Personal information
- Full name: Tucker Daniel Fredricks
- Born: April 16, 1984 (age 41) Janesville, Wisconsin, U.S.
- Height: 5 ft 6 in (168 cm)

Sport
- Country: United States
- Sport: Speed skating

= Tucker Fredricks =

American speed skater

Tucker Daniel Fredricks (born April 16, 1984) is an American speed skater and the former US record holder in the 500 meter event. He competed at the 2006, 2010, and 2014 Winter Olympics.

Fredricks was born in Janesville, Wisconsin, where he graduated in 2002 from Joseph A. Craig High School. He began skating in 1994 when a friend of his father took him skating in lieu of playing hockey. He considers his greatest accomplishment to be winning the gold medal in 500m at the 2003 World Junior Championships.
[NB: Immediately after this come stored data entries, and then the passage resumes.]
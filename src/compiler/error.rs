//! Error type for the Jack compiler

use super::token::Token;
use std::fmt;

/// An error that can occur while tokenizing, parsing, or generating code
/// for a Jack class. The first error aborts compilation of the current class.
#[derive(Debug)]
pub enum Error {
    /// A character outside the lexical grammar was encountered
    UnexpectedCharacter { ch: char, line_number: usize },
    /// A `/* ... */` comment was never closed
    UnterminatedComment { line_number: usize },
    /// A `"..."` string constant ran into a newline or end of file
    UnterminatedString { line_number: usize },
    /// An integer literal exceeded 32767
    IntConstantOutOfRange { text: String, line_number: usize },
    /// The parser expected one construct and found a different token
    Expected {
        expected: String,
        found: Option<Token>,
        line_number: usize,
    },
    /// A name was declared twice in the same symbol table
    DuplicateSymbol { name: String, line_number: usize },
    /// An identifier was used somewhere that requires a known variable
    /// (e.g. an array index into something that isn't a declared variable)
    UnknownIdentifier { name: String, line_number: usize },
    /// A file or directory could not be read
    ReadError { path: String },
}

impl std::error::Error for Error {}

impl fmt::Display for Error {
    fn fmt(&self, f: &mut fmt::Formatter<'_>) -> fmt::Result {
        match self {
            Error::UnexpectedCharacter { ch, line_number } => {
                write!(f, "unexpected character '{}' at line {}", ch, line_number)
            }
            Error::UnterminatedComment { line_number } => {
                write!(f, "unterminated block comment starting at line {}", line_number)
            }
            Error::UnterminatedString { line_number } => {
                write!(f, "unterminated string constant at line {}", line_number)
            }
            Error::IntConstantOutOfRange { text, line_number } => {
                write!(f, "integer constant \"{}\" out of range at line {}", text, line_number)
            }
            Error::Expected {
                expected,
                found,
                line_number,
            } => match found {
                Some(token) => write!(f, "expected {} but found {} at line {}", expected, token, line_number),
                None => write!(f, "expected {} but found end of input", expected),
            },
            Error::DuplicateSymbol { name, line_number } => {
                write!(f, "\"{}\" is already declared in this scope, at line {}", name, line_number)
            }
            Error::UnknownIdentifier { name, line_number } => {
                write!(f, "unknown identifier \"{}\" at line {}", name, line_number)
            }
            Error::ReadError { path } => write!(f, "failed to read {}", path),
        }
    }
}
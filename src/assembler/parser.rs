//! Strips comments/whitespace and parses Hack assembly line by line

use super::error::Error;
use super::instruction::{parse_line, Instruction};

/// Parse a full Hack assembly source into its sequence of instructions,
/// alongside the 1-based source line number each instruction came from
pub fn parse(source: &str) -> Result<Vec<(Instruction, usize)>, Error> {
    let mut instructions = Vec::new();
    for (index, raw_line) in source.lines().enumerate() {
        let line_number = index + 1;
        let without_comment = raw_line.split("//").next().unwrap_or("");
        let line = without_comment.trim();
        if line.is_empty() {
            continue;
        }
        let instruction = parse_line(line, line_number)?;
        instructions.push((instruction, line_number));
    }
    Ok(instructions)
}

#[cfg(test)]
mod tests {
    use super::*;

    #[test]
    fn strips_comments_and_blank_lines() {
        let source = "\n// a comment\n@21  // inline comment\nD=A\n\n";
        let parsed = parse(source).unwrap();
        assert_eq!(
            parsed,
            vec![
                (Instruction::ADecimal(21), 3),
                (
                    Instruction::C {
                        dest: "D".to_string(),
                        comp: "A".to_string(),
                        jump: String::new()
                    },
                    4
                ),
            ]
        );
    }
}
//! Compiles Jack source, class by class, straight into VM commands
//!
//! There is no intermediate parse tree and no cross-class linking: each
//! `.jack` file is compiled independently into its own sequence of VM
//! command lines (`engine::compile` drives the tokenizer, the class/
//! subroutine symbol tables, and the VM writer together in one pass).

pub mod engine;
pub mod error;
pub mod symbol_table;
pub mod token;
pub mod tokenizer;
pub mod writer;

use std::fs;
use std::path::Path;

pub use error::Error;

/// Compile one class's Jack source text into VM command lines
pub fn compile_class(source: &str) -> Result<Vec<String>, Error> {
    engine::compile(source)
}

/// Compile a single `.jack` file on disk
pub fn compile_file(path: &str) -> Result<Vec<String>, Error> {
    let source = fs::read_to_string(path).map_err(|_| Error::ReadError { path: path.to_string() })?;
    compile_class(&source)
}

/// Compile every `.jack` file directly inside `dir`, independently.
/// Returns one `(stem, lines)` pair per file; there is no linking step.
pub fn compile_directory(dir: &str) -> Result<Vec<(String, Vec<String>)>, Error> {
    let entries = fs::read_dir(dir).map_err(|_| Error::ReadError { path: dir.to_string() })?;
    let mut paths: Vec<_> = entries
        .filter_map(|entry| entry.ok())
        .map(|entry| entry.path())
        .filter(|path| path.extension().is_some_and(|ext| ext == "jack"))
        .collect();
    paths.sort();

    let mut results = Vec::new();
    for path in paths {
        let source = fs::read_to_string(&path).map_err(|_| Error::ReadError {
            path: path.display().to_string(),
        })?;
        let lines = compile_class(&source)?;
        let stem = Path::new(&path)
            .file_stem()
            .map(|s| s.to_string_lossy().into_owned())
            .unwrap_or_else(|| path.display().to_string());
        results.push((stem, lines));
    }
    Ok(results)
}

#[cfg(test)]
mod tests {
    use super::*;

    #[test]
    fn compile_file_reads_disk() {
        use std::io::Write;
        let mut file = tempfile::Builder::new().suffix(".jack").tempfile().unwrap();
        write!(file, "class Main {{ function void main() {{ return; }} }}").unwrap();
        let lines = compile_file(file.path().to_str().unwrap()).unwrap();
        assert_eq!(lines, vec!["function Main.main 0", "push constant 0", "return"]);
    }

    #[test]
    fn compile_directory_compiles_each_class_independently() {
        let dir = tempfile::tempdir().unwrap();
        fs::write(dir.path().join("A.jack"), "class A { function void f() { return; } }").unwrap();
        fs::write(dir.path().join("B.jack"), "class B { function void g() { return; } }").unwrap();
        let results = compile_directory(dir.path().to_str().unwrap()).unwrap();
        assert_eq!(results.len(), 2);
        let names: Vec<&String> = results.iter().map(|(name, _)| name).collect();
        assert!(names.contains(&&"A".to_string()));
        assert!(names.contains(&&"B".to_string()));
    }
}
On November 17, 2007, at the World Cup Race in Calgary, Alberta, Canada, Fredricks beat the previous American 500m record (34.42) which was originally held by 2002 Olympic gold medalist Casey Fitzrandolph, with a time of 34.31.

== Career wins ==
- 1st, 500m 2003 World Junior Speedskating Championships
- 3rd, 500m 2002 World Junior Speedskating Championships
- 1st, overall 2002 U.S. Junior Speedskating Championships
- 1st, overall 2003 U.S. Junior Speedskating Championships
- 1st, overall 2003 U.S. Junior Speedskating Championships
- 25th, 2006 Olympic Winter Games, Men’s 500m
- 12th, 2010 Olympic Winter Games, Men’s 500m (World Cup overall 500m champion)
- 26th, 2014 Olympic Winter Games, Men’s 500m

== Current record ==

Personal records
Men's speed skating
| Event | Result | Date | Location | Notes |
| 500 m | 34.31 | November 17, 2007 | Calgary, Alberta, Canada | American record |
| 500 m x 2 | 68.98 | November 17, 2007 | Calgary, Alberta, Canada | American record |
| 1000 m | 1:09.65 | December 31, 2005 | Salt Lake City, Utah |  |
| 1500 m | 1:51.84 | November 25, 2001 | Calgary, Alberta, Canada |  |
| 3000 m | 4:02.39 | November 24, 2001 | Calgary, Alberta, Canada |  |

==Highlights==
Fredericks has been a World Cup 500m medalist winner 30 times (11 times gold, six times silver and 13 times bronze). In addition, in 2007 he won the bronze for the World Single Distance Championships, and was the World Cup overall 500m champion.